Многозначительность этой ремарки подчеркнута ее типографским оформлением: слово «народ», подобно обозначению всех действующих лиц, набрано разрядкой. Набранное же курсивом слово «безмолвствует» как бы замещает обычно следующую за обозначением действующего лица его речь, в данном случае отсутствующую.

Вся заключительная сцена трагедии Пушкина соткана из мотивов «Истории» Карамзина, относящихся не только к убийству Годуновых, но и к предшествующим событиям. И не только Пушкин, но также и Карамзин (11, 204) снимает с народа ответственность за убийство Годуновых и возлагает ее на Самозванца.

Таким образом, при внимательном и непредвзятом сопоставлении трагедии Пушкина с «Историей» Карамзина никакого отступления Пушкина от Карамзина в трактовке роли народа не обнаруживается.
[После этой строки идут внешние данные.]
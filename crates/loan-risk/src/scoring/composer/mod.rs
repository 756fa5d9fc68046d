mod policy;
mod rules;

pub use policy::{PolicyError, Recommendation, RiskLevel, RiskWeights, UnderwritingBands};
pub use rules::{
    model_risk, ComponentRule, CreditScoreRule, DebtToIncomeRule, EmploymentTenureRule,
    LoanToIncomeRule, RiskComponentKind,
};

use serde::{Deserialize, Serialize};
use tracing::warn;

use super::applicant::ApplicantRecord;

/// Every sub-score that fed the final risk score, each on [0, 100].
#[derive(Debug, Clone, PartialEq, Serialize, Deserialize)]
#[serde(rename_all = "camelCase")]
pub struct RiskBreakdown {
    pub model_risk: f64,
    pub credit_score_risk: f64,
    pub debt_to_income_risk: f64,
    pub employment_tenure_risk: f64,
    pub loan_to_income_risk: f64,
}

impl RiskBreakdown {
    pub fn component(&self, kind: RiskComponentKind) -> f64 {
        match kind {
            RiskComponentKind::Model => self.model_risk,
            RiskComponentKind::CreditScore => self.credit_score_risk,
            RiskComponentKind::DebtToIncome => self.debt_to_income_risk,
            RiskComponentKind::EmploymentTenure => self.employment_tenure_risk,
            RiskComponentKind::LoanToIncome => self.loan_to_income_risk,
        }
    }
}

/// Final output of one assessment.
#[derive(Debug, Clone, PartialEq, Serialize, Deserialize)]
#[serde(rename_all = "camelCase")]
pub struct RiskVerdict {
    pub risk_score: f64,
    pub risk_level: RiskLevel,
    pub default_probability: f64,
    pub recommendation: Recommendation,
    pub components: RiskBreakdown,
}

/// Blends the model probability with the rule-based components. Stateless.
#[derive(Debug, Clone, Default)]
pub struct RiskComposer {
    weights: RiskWeights,
    bands: UnderwritingBands,
    credit_score: CreditScoreRule,
    debt_to_income: DebtToIncomeRule,
    employment_tenure: EmploymentTenureRule,
    loan_to_income: LoanToIncomeRule,
}

impl RiskComposer {
    pub fn new(weights: RiskWeights, bands: UnderwritingBands) -> Self {
        Self {
            weights,
            bands,
            ..Self::default()
        }
    }

    pub fn with_credit_score_rule(mut self, rule: CreditScoreRule) -> Self {
        self.credit_score = rule;
        self
    }

    pub fn weights(&self) -> &RiskWeights {
        &self.weights
    }

    pub fn bands(&self) -> &UnderwritingBands {
        &self.bands
    }

    /// A non-finite probability is scored as certain default.
    pub fn compose(&self, record: &ApplicantRecord, probability: f64) -> RiskVerdict {
        let default_probability = if probability.is_finite() {
            probability.clamp(0.0, 1.0)
        } else {
            warn!(probability, "non-finite default probability, scoring maximal model risk");
            1.0
        };
        let components = RiskBreakdown {
            model_risk: model_risk(default_probability),
            credit_score_risk: self.credit_score.score(record),
            debt_to_income_risk: self.debt_to_income.score(record),
            employment_tenure_risk: self.employment_tenure.score(record),
            loan_to_income_risk: self.loan_to_income.score(record),
        };

        let weighted: f64 = self
            .weights
            .entries()
            .iter()
            .map(|(kind, weight)| weight * components.component(*kind))
            .sum();
        let risk_score = weighted.clamp(0.0, 100.0);
        let (risk_level, recommendation) = self.bands.classify(risk_score);

        RiskVerdict {
            risk_score,
            risk_level,
            default_probability,
            recommendation,
            components,
        }
    }
}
Не обнаруживается и какого бы то ни было другого существенного расхождения автора «Бориса Годунова» с «религиозно-монархической» концепцией Карамзина. То, что она была монархической, сомнению не подлежит. Но назвать ее религиозной никак нельзя. Имитируя летописный стиль и отчасти по традиции Карамзин действительно часто говорит о «суде божием», «каре небесной», «провидении». Но только говорит, а на деле весьма трезво характеризует реальную причинно-следственную связь исторических событий, акцентируя ее психологический аспект.

В чем действительно Пушкин отступил от Карамзина, а вместе с тем и от самой истории, это в истолковании роли, которую играл в годы движения Самозванца «род Пушкиных мятежный». Один из двух действующих в «Борисе Годунове» Пушкиных — Афанасий — лицо вымышленное. Другой — Гаврила, предавшийся Самозванцу, — историческое. Мятежность своего предка Пушкин преувеличил и никаких объективных оснований причислять весь свой «род» к числу «мятежных» не имел.[303] Но это единственное отступление Пушкина от Карамзина не случайно. Оно продиктовано возникающим несомненно в процессе работы над «Борисом Годуновым» убеждением его автора в отрицательных последствиях вытеснения (в послепетровскую эпоху) независимого родовитого дворянства «новой» бюрократической «знатью», во всем послушной монархам и раболепствующей перед ними. Это убеждение составляет одну из существенных черт исторических и политических воззрений Пушкина 30-х гг. и получает свое выражение в «Моей родословной» и целом ряде высказываний поэта тех же лет.